General information
- Location: Gernika, Biscay Spain
- Coordinates: 43°19′11″N 2°40′37″W﻿ / ﻿43.31984°N 2.67684°W
- Owner: Euskal Trenbide Sarea
- Operator: Euskotren
- Line: Line E4
- Platforms: 1 side platform
- Tracks: 1

Construction
- Structure type: At-grade
- Parking: Yes
- Accessible: Partial

Other information
- Fare zone: Zone 4

History
- Opened: 1938
- Rebuilt: 1969

Services
| Preceding station | Euskotren Trena |  |  | Following station |
| Gernika towards Matiko |  | Line E4 |  | Forua towards Bermeo |

Location

= Institutoa station =

Railway station in Gernika, Basque Country, Spain

Institutoa is a railway station in Gernika, Basque Country, Spain.
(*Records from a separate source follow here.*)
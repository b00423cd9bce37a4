// scraper.rs
use crate::config::Config;
use crate::domain::RawListing;
use crate::scraper::models::{parse_listing_cards, SiteSelectors};
use crate::scraper::source::ListingSource;
use crate::scraper::SourceError;
use rand::Rng;
use reqwest::blocking::Client;
use reqwest::StatusCode;
use std::time::Duration;
use tracing::{debug, info, warn};
use url::Url;

const USER_AGENT: &str =
    "Mozilla/5.0 (X11; Linux x86_64) AppleWebKit/537.36 (KHTML, like Gecko) Chrome/121.0 Safari/537.36";

const MAX_ATTEMPTS: u64 = 3;
const MAX_BACKOFF_SECS: u64 = 10;
const JITTER_MAX_MILLIS: u64 = 2_000;

/// Live listing source: fetches search result pages over HTTP and reads the
/// listing cards out of the HTML.
pub struct HttpListingSource {
    client: Client,
    url_template: String,
    selectors: SiteSelectors,
    max_pages: usize,
    page_delay: Duration,
}

impl HttpListingSource {
    pub fn new(config: &Config) -> Result<Self, SourceError> {
        let client = Client::builder()
            .user_agent(USER_AGENT)
            .timeout(config.request_timeout)
            .build()
            .map_err(|e| SourceError::Network(e.to_string()))?;

        Ok(Self {
            client,
            url_template: config.base_url.clone(),
            selectors: SiteSelectors::default(),
            max_pages: config.max_pages,
            page_delay: config.page_delay,
        })
    }

    pub fn with_selectors(mut self, selectors: SiteSelectors) -> Self {
        self.selectors = selectors;
        self
    }

    /// Search URL for `city`, with `?page=N` from the second page on.
    pub fn page_url(&self, city: &str, page: usize) -> Result<Url, SourceError> {
        build_page_url(&self.url_template, city, page)
    }

    fn fetch_html(&self, url: &Url) -> Result<String, SourceError> {
        let mut last_err = None;

        for attempt in 1..=MAX_ATTEMPTS {
            match self.try_fetch_html(url) {
                Ok(html) => return Ok(html),
                // Blocks are not retried.
                Err(e @ SourceError::Blocked(_)) => return Err(e),
                Err(e) => {
                    warn!("Attempt {attempt} for {url} failed: {e}");
                    last_err = Some(e);

                    if attempt < MAX_ATTEMPTS {
                        let base = std::cmp::min(2 * attempt, MAX_BACKOFF_SECS);
                        let jitter = rand::thread_rng().gen_range(0..=JITTER_MAX_MILLIS);
                        std::thread::sleep(
                            Duration::from_secs(base) + Duration::from_millis(jitter),
                        );
                    }
                }
            }
        }

        Err(last_err.unwrap_or_else(|| SourceError::Network("retry loop failed".into())))
    }

    fn try_fetch_html(&self, url: &Url) -> Result<String, SourceError> {
        let resp = self
            .client
            .get(url.clone())
            .send()
            .map_err(|e| SourceError::Network(e.to_string()))?;

        let status = resp.status();
        if status == StatusCode::FORBIDDEN || status == StatusCode::TOO_MANY_REQUESTS {
            return Err(SourceError::Blocked(format!("HTTP {status} for {url}")));
        }

        let text = resp
            .text()
            .map_err(|e| SourceError::Network(e.to_string()))?;

        if !status.is_success() {
            return Err(SourceError::Network(format!("HTTP {status} for {url}")));
        }

        Ok(text)
    }
}

pub fn build_page_url(template: &str, city: &str, page: usize) -> Result<Url, SourceError> {
    let mut url = Url::parse(&template.replace("{city}", city))
        .map_err(|e| SourceError::UnexpectedShape(format!("bad search url: {e}")))?;
    if page > 1 {
        url.query_pairs_mut().append_pair("page", &page.to_string());
    }
    Ok(url)
}

impl ListingSource for HttpListingSource {
    fn fetch(&self, city: &str, limit: usize) -> Result<Vec<RawListing>, SourceError> {
        let mut listings: Vec<RawListing> = Vec::new();

        for page in 1..=self.max_pages {
            if listings.len() >= limit {
                break;
            }

            let url = self.page_url(city, page)?;
            debug!("Fetching page {page} for {city}: {url}");

            let html = match self.fetch_html(&url) {
                Ok(html) => html,
                // Keep what earlier pages gave us; fail the city only if nothing came back.
                Err(e) if !listings.is_empty() => {
                    warn!("Stopping {city} at page {page}: {e}");
                    break;
                }
                Err(e) => return Err(e),
            };

            let remaining = limit - listings.len();
            let page_listings = parse_listing_cards(&html, &self.selectors, remaining)?;
            if page_listings.is_empty() {
                debug!("No listings on page {page} for {city}, stopping");
                break;
            }

            listings.extend(page_listings);
            if listings.len() < limit && page < self.max_pages {
                std::thread::sleep(self.page_delay);
            }
        }

        info!("Fetched {} listings for {city}", listings.len());
        Ok(listings)
    }
}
It is owned by Euskal Trenbide Sarea and operated by Euskotren. It lies on the Urdaibai line.

== History ==
The current station was built by FEVE (the operator of the line at the time) in 1969 to serve a high school in the area. A halt had been built in the same location in 1938 to serve a nearby hospital-prison.

== Services ==
The station is served by Euskotren Trena line E4. It runs every 30 minutes (in each direction) during weekdays, and every hour during weekends.